## Exercise brief
Tally the lines below that contain the word "second". Only the number should be returned.

------ Given records

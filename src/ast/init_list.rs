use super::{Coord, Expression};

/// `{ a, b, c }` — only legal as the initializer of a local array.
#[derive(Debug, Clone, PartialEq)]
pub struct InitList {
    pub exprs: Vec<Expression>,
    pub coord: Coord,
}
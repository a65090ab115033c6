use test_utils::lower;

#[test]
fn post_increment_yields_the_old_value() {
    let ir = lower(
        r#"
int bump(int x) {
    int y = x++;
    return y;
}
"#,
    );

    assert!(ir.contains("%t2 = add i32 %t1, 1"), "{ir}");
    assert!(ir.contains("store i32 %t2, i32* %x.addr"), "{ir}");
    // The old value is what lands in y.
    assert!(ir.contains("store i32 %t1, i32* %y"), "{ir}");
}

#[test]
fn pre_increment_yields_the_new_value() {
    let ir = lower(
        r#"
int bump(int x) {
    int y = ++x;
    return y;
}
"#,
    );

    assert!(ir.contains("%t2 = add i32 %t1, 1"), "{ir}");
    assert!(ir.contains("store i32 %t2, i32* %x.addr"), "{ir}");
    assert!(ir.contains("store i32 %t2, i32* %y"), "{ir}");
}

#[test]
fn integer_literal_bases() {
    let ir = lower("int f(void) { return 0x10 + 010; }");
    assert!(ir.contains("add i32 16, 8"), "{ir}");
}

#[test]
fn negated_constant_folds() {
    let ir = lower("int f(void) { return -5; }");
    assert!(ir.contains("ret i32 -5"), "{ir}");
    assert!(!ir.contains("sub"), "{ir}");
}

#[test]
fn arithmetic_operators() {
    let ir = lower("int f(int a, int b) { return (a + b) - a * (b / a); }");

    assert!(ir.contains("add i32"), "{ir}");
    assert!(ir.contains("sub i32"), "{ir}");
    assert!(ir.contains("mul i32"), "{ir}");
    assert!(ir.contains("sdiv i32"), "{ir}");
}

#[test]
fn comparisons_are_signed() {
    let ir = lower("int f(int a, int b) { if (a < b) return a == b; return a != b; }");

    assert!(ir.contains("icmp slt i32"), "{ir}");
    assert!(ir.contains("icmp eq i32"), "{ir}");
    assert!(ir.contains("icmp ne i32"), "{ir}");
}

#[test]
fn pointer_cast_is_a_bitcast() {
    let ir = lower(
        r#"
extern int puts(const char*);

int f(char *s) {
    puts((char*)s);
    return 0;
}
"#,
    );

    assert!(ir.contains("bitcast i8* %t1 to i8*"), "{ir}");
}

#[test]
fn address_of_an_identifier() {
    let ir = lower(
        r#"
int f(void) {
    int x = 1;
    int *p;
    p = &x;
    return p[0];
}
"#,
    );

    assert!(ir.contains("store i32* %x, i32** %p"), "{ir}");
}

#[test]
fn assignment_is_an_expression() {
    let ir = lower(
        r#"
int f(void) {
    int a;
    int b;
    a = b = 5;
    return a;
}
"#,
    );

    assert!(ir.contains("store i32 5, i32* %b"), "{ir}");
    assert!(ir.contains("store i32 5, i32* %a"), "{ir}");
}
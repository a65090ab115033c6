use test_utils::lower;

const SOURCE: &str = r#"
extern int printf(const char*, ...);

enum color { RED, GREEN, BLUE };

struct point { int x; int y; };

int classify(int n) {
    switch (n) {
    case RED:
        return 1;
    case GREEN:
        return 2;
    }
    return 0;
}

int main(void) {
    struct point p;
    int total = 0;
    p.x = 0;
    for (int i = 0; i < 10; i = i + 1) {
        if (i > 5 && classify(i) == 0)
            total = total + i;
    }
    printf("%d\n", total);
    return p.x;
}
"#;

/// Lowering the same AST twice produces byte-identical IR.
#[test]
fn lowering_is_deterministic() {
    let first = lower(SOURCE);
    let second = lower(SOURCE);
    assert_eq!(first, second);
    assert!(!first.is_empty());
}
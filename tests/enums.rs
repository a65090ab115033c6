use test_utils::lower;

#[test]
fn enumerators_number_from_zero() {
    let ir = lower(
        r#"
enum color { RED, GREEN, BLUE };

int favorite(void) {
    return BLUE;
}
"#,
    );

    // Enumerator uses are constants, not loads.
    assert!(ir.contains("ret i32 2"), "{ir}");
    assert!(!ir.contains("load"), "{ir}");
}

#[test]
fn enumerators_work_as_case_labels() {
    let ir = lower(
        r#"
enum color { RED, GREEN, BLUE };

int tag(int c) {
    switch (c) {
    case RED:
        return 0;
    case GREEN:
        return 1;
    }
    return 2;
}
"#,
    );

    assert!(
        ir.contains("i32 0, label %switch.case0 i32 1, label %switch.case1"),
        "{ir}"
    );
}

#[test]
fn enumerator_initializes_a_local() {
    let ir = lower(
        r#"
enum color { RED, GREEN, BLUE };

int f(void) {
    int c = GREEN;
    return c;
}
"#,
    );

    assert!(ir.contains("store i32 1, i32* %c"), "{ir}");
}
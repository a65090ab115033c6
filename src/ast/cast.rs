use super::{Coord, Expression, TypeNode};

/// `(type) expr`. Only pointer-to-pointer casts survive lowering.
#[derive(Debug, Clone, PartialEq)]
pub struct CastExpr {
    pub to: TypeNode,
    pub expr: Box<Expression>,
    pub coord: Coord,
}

------------

## Answer to this task
2